The consequence was that I gradually felt a distance from my mother tongue. I clearly remember one time, when I asked an interviewee, “What are some challenges that you’ve faced as a XXX?” The Chinese sentence that came out of my mouth was grammatically awkward. She didn’t understand me. It was then I realized that even though I speak Cantonese and hear Cantonese all day, the language stopped flowing as naturally as before. I didn’t really know how to deal with that kind of loss.
Last week, I wrote a Facebook status in Chinese. Several friends showed surprise that I actually wrote in Chinese. I was surprised too, that my using Chinese conflicted with how they thought of me. I mean, I basically only speak Cantonese with them! It strengthened my resolve to write more in Chinese. I’ve even begun to play with the idea that if I were to write for a living again, I would choose to do so in Chinese.

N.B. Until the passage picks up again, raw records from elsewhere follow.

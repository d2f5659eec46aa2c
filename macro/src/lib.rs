//! The proc macro behind `safe_integral::lit!`: integer literals checked against their type at
//! compile time.
#![warn(
    clippy::pedantic,
    rust_2018_idioms,
    missing_docs,
    unused_qualifications
)]

use std::fmt::{self, Display, Formatter};

use proc_macro2::{Ident, Literal, Span, TokenStream};
use quote::{quote, ToTokens};
use syn::parse::{self, Parse, ParseStream};
use syn::{bracketed, parse_macro_input, Error, LitInt, Token};

use num_bigint::{BigInt, Sign};

/// Expand a suffixed integer literal into a valid `SafeIntegral`.
///
/// The input is the path to the `safe_integral` crate in brackets, followed by an optionally
/// negated integer literal whose suffix names the target type: `u8`, `u16`, `u32`, `u64`, `u128`,
/// `usize`, `umax` or their `i` counterparts. A literal the type cannot represent is a compile
/// error instead of a poisoned value.
///
/// This is an implementation detail of `safe_integral::lit!`, which fills in the crate path.
#[doc(hidden)]
#[proc_macro]
pub fn safe_integral_literal(input: proc_macro::TokenStream) -> proc_macro::TokenStream {
    parse_macro_input!(input as SafeLiteral)
        .into_token_stream()
        .into()
}

struct SafeLiteral {
    crate_path: TokenStream,
    repr: Repr,
    negative: bool,
    magnitude: Literal,
}

impl Parse for SafeLiteral {
    fn parse(input: ParseStream<'_>) -> parse::Result<Self> {
        let crate_path;
        bracketed!(crate_path in input);
        let crate_path: TokenStream = crate_path.parse()?;

        let minus = input.parse::<Option<Token![-]>>()?;
        let literal = input.parse::<LitInt>()?;
        if !input.is_empty() {
            return Err(input.error("expected a single integer literal"));
        }

        let repr = Repr::from_suffix(&literal)?;

        let text = literal.to_token_stream().to_string();
        match text.get(..2) {
            Some("0x" | "0X") if repr.signed => {
                return Err(Error::new_spanned(
                    &literal,
                    format_args!("hexadecimal literals only build unsigned values, not `{}`", repr),
                ));
            }
            Some("0b" | "0o") => {
                return Err(Error::new_spanned(
                    &literal,
                    "only decimal and `0x` hexadecimal literals are supported",
                ));
            }
            _ => {}
        }

        let mut value: BigInt = literal.base10_parse()?;
        if let Some(minus) = &minus {
            if !repr.signed {
                return Err(Error::new_spanned(
                    minus,
                    format_args!("`{}` cannot hold a negative value", repr),
                ));
            }
            value = -value;
        }

        if let (Some(min), Some(max)) = (repr.minimum(), repr.maximum()) {
            if value < min || value > max {
                return Err(Error::new_spanned(
                    &literal,
                    format_args!(
                        "{} is not representable in `{}`, whose range is {}..={}",
                        value, repr, min, max
                    ),
                ));
            }
        }

        let negative = value.sign() == Sign::Minus;
        let magnitude = if negative { -value } else { value };
        let magnitude = u128::try_from(&magnitude)
            .map_err(|_| Error::new_spanned(&literal, "literal does not fit in 128 bits"))?;

        Ok(Self {
            crate_path,
            repr,
            negative,
            magnitude: Literal::u128_unsuffixed(magnitude),
        })
    }
}

impl ToTokens for SafeLiteral {
    fn to_tokens(&self, tokens: &mut TokenStream) {
        let crate_path = &self.crate_path;
        let ty = self.repr.type_path(crate_path);
        let sign = if self.negative { Some(quote!(-)) } else { None };
        let magnitude = &self.magnitude;
        tokens.extend(quote!(#crate_path::SafeIntegral::<#ty>::magic(#sign #magnitude)));
    }
}

#[derive(Clone, Copy)]
struct Repr {
    signed: bool,
    size: ReprSize,
}

impl Repr {
    fn from_suffix(literal: &LitInt) -> parse::Result<Self> {
        let suffix = literal.suffix();

        let (signed, size) = if let Some(size) = suffix.strip_prefix('i') {
            (true, size)
        } else if let Some(size) = suffix.strip_prefix('u') {
            (false, size)
        } else if suffix.is_empty() {
            return Err(Error::new_spanned(
                literal,
                "literal needs a type suffix, such as `_u8` or `_imax`",
            ));
        } else {
            return Err(Error::new_spanned(
                literal,
                format_args!("unknown integer suffix `{}`", suffix),
            ));
        };

        let size = match size {
            "8" => ReprSize::Fixed(ReprSizeFixed::Fixed8),
            "16" => ReprSize::Fixed(ReprSizeFixed::Fixed16),
            "32" => ReprSize::Fixed(ReprSizeFixed::Fixed32),
            "64" => ReprSize::Fixed(ReprSizeFixed::Fixed64),
            "128" => ReprSize::Fixed(ReprSizeFixed::Fixed128),
            "size" => ReprSize::Pointer,
            "max" => ReprSize::Max,
            unknown => {
                return Err(Error::new_spanned(
                    literal,
                    format_args!(
                        "unknown integer size {}, must be one of 8, 16, 32, 64, 128, size or max",
                        unknown
                    ),
                ));
            }
        };

        Ok(Self { signed, size })
    }

    /// The smallest value of the type, or `None` if it depends on the target.
    fn minimum(self) -> Option<BigInt> {
        Some(match (self.signed, self.size) {
            (false, _) => BigInt::from(0_u8),
            (true, ReprSize::Fixed(ReprSizeFixed::Fixed8)) => BigInt::from(i8::MIN),
            (true, ReprSize::Fixed(ReprSizeFixed::Fixed16)) => BigInt::from(i16::MIN),
            (true, ReprSize::Fixed(ReprSizeFixed::Fixed32)) => BigInt::from(i32::MIN),
            (true, ReprSize::Fixed(ReprSizeFixed::Fixed64) | ReprSize::Max) => {
                BigInt::from(i64::MIN)
            }
            (true, ReprSize::Fixed(ReprSizeFixed::Fixed128)) => BigInt::from(i128::MIN),
            (true, ReprSize::Pointer) => return None,
        })
    }

    /// The largest value of the type, or `None` if it depends on the target.
    fn maximum(self) -> Option<BigInt> {
        Some(match (self.signed, self.size) {
            (false, ReprSize::Fixed(ReprSizeFixed::Fixed8)) => BigInt::from(u8::MAX),
            (false, ReprSize::Fixed(ReprSizeFixed::Fixed16)) => BigInt::from(u16::MAX),
            (false, ReprSize::Fixed(ReprSizeFixed::Fixed32)) => BigInt::from(u32::MAX),
            (false, ReprSize::Fixed(ReprSizeFixed::Fixed64) | ReprSize::Max) => {
                BigInt::from(u64::MAX)
            }
            (false, ReprSize::Fixed(ReprSizeFixed::Fixed128)) => BigInt::from(u128::MAX),
            (true, ReprSize::Fixed(ReprSizeFixed::Fixed8)) => BigInt::from(i8::MAX),
            (true, ReprSize::Fixed(ReprSizeFixed::Fixed16)) => BigInt::from(i16::MAX),
            (true, ReprSize::Fixed(ReprSizeFixed::Fixed32)) => BigInt::from(i32::MAX),
            (true, ReprSize::Fixed(ReprSizeFixed::Fixed64) | ReprSize::Max) => {
                BigInt::from(i64::MAX)
            }
            (true, ReprSize::Fixed(ReprSizeFixed::Fixed128)) => BigInt::from(i128::MAX),
            // Range checking is left to rustc's `overflowing_literals` on the target.
            (_, ReprSize::Pointer) => return None,
        })
    }

    fn type_path(self, crate_path: &TokenStream) -> TokenStream {
        match self.size {
            ReprSize::Max if self.signed => quote!(#crate_path::IntMax),
            ReprSize::Max => quote!(#crate_path::UintMax),
            _ => {
                let name = Ident::new(&self.to_string(), Span::call_site());
                quote!(::core::primitive::#name)
            }
        }
    }
}

impl Display for Repr {
    fn fmt(&self, f: &mut Formatter<'_>) -> fmt::Result {
        write!(f, "{}{}", if self.signed { 'i' } else { 'u' }, self.size)
    }
}

#[derive(Clone, Copy)]
enum ReprSize {
    Fixed(ReprSizeFixed),
    /// `usize`/`isize`
    Pointer,
    /// `umax`/`imax`, the widest integers the library converts through.
    Max,
}

impl Display for ReprSize {
    fn fmt(&self, f: &mut Formatter<'_>) -> fmt::Result {
        match self {
            Self::Fixed(fixed) => fixed.fmt(f),
            Self::Pointer => f.write_str("size"),
            Self::Max => f.write_str("max"),
        }
    }
}

#[derive(Clone, Copy)]
enum ReprSizeFixed {
    Fixed8,
    Fixed16,
    Fixed32,
    Fixed64,
    Fixed128,
}

impl Display for ReprSizeFixed {
    fn fmt(&self, f: &mut Formatter<'_>) -> fmt::Result {
        f.write_str(match self {
            Self::Fixed8 => "8",
            Self::Fixed16 => "16",
            Self::Fixed32 => "32",
            Self::Fixed64 => "64",
            Self::Fixed128 => "128",
        })
    }
}
//! Fixed-width integers that remember whether anything went wrong.
//!
//! [`SafeIntegral<T>`] wraps one of the primitive integer types together with a *poison* flag.
//! Arithmetic, shifts, negation and conversions between integer types check every step; a step
//! that would overflow, divide by zero, shift out of range or lose data does not panic or wrap,
//! it returns a poisoned value instead. The flag is sticky, so a long computation is checked once
//! at the end:
//!
//! ```
//! use safe_integral::{to_u8, SafeU32};
//!
//! let width = SafeU32::new(640);
//! let height = SafeU32::new(480);
//! let pixels = width * height * 4;
//! assert!(pixels.valid());
//!
//! // Narrowing conversions are checked too.
//! assert!(to_u8(pixels).invalid());
//! assert!((to_u8(pixels) + 1).invalid());
//! ```
//!
//! Every operation is also available as a `const fn`, so the same checks run at compile time.
//! Literals can be checked against their type before the program ever runs:
//!
//! ```
//! # #[cfg(feature = "macro")]
//! # {
//! use safe_integral::{lit, literal, SafeU8};
//!
//! const LIMIT: SafeU8 = lit!(250_u8);
//! const MASK: SafeU8 = literal!(u8, "0xF0");
//! assert_eq!(LIMIT & MASK, 0xF0);
//! # }
//! ```
//!
//! The crate depends only on libcore and so works in `#![no_std]` environments.
//!
//! # Features
//!
//! - `std`: Implement `Error` for [`ParseError`] and [`PoisonedError`]. Enabled by default.
//! - `macro`: Provide the [`lit!`] macro. Enabled by default.
//! - `serde`: Implement `Serialize` and `Deserialize` for the safe integrals. Poisoned values
//! refuse to serialize, and deserialized values are always valid.
//! - `num-traits02`: Implement traits from `num-traits` v0.2.
//! - `arbitrary1`: Implement `Arbitrary` from `arbitrary` v1.
//! - `bytemuck1`: Implement `Zeroable` from `bytemuck` v1.
//! - `tracing`: Emit `tracing` events when a conversion fails.
#![no_std]
#![cfg_attr(doc_cfg, feature(doc_cfg))]
#![warn(
    clippy::pedantic,
    rust_2018_idioms,
    unused_qualifications,
    missing_docs
)]
#![allow(clippy::items_after_statements, clippy::wildcard_imports)]

#[cfg(feature = "std")]
extern crate std;

#[cfg(all(test, not(feature = "std")))]
extern crate std;

mod prim_int;
pub use prim_int::{is_same, is_signed, is_unsigned, IntMax, Integral, IntegralKind};
pub use prim_int::{UintMax, Unsigned};

mod parse;
pub use parse::{ParseError, ParseErrorKind};

mod types;
pub use types::{PoisonedError, SafeIntegral};
pub use types::{SafeI128, SafeI16, SafeI32, SafeI64, SafeI8, SafeIMax, SafeIsize};
pub use types::{SafeU128, SafeU16, SafeU32, SafeU64, SafeU8, SafeUMax, SafeUsize};

mod convert;
pub use convert::{convert, merge_upper_lower, to_umax_upper_lower, truncate};
pub use convert::{to_i128, to_i16, to_i32, to_i64, to_i8, to_imax, to_isize};
pub use convert::{to_i128_unsafe, to_i16_unsafe, to_i32_unsafe, to_i64_unsafe, to_i8_unsafe};
pub use convert::{to_imax_unsafe, to_isize_unsafe};
pub use convert::{to_u128, to_u16, to_u32, to_u64, to_u8, to_umax, to_usize};
pub use convert::{to_u128_unsafe, to_u16_unsafe, to_u32_unsafe, to_u64_unsafe, to_u8_unsafe};
pub use convert::{to_umax_unsafe, to_usize_unsafe};
pub use convert::{ConversionCase, IntoSafe};

mod report;

mod r#macro;

#[doc(hidden)]
pub mod __private {
    #[cfg(feature = "macro")]
    pub use safe_integral_macro::safe_integral_literal as proc_macro;

    /// Holds the per-type `const fn`s that cannot go through a trait.
    pub struct Dispatch<T>(core::marker::PhantomData<T>, core::convert::Infallible);
}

It had seemed natural that I would report in English after college. I liked English books better and I was relatively good at English. I also found it meaningful to tell Hongkongers’ stories to people who don’t understand Chinese. And, you get paid better.
But at some point, I felt trapped between English and Chinese. I navigate my city and the people I love with Cantonese, but I write and journal my thoughts in English. Everything was a translation.
Writing is a private affair, a process to clear and clarify my thoughts, but it can also be very public, for sometimes I write to share things with people. Regrettably, most people around me didn’t read my English writing. That Chinese Facebook status, remember? My dad shared it, the first time he shared my writing to his friends.
I want to write more directly about my experience in this city, and I want my writing to be easily readable by the people that I care about. I don’t think I’ll ever stop reading English books, and I won’t stop writing in English either, that being an important skill. Truth be told, I haven’t really figured out what English and Chinese mean to me, respectively, but I will write a lot more in Chinese. That I’m sure about.
This interview with the amazing short story writer Raymond Carver: “No. I don’t believe for a minute in that absurd Shelleyan nonsense having to do with poets as the “unacknowledged legislators” of this world. What an idea! Isak Dinesen said that she wrote a little every day, without hope and without despair. I like that.”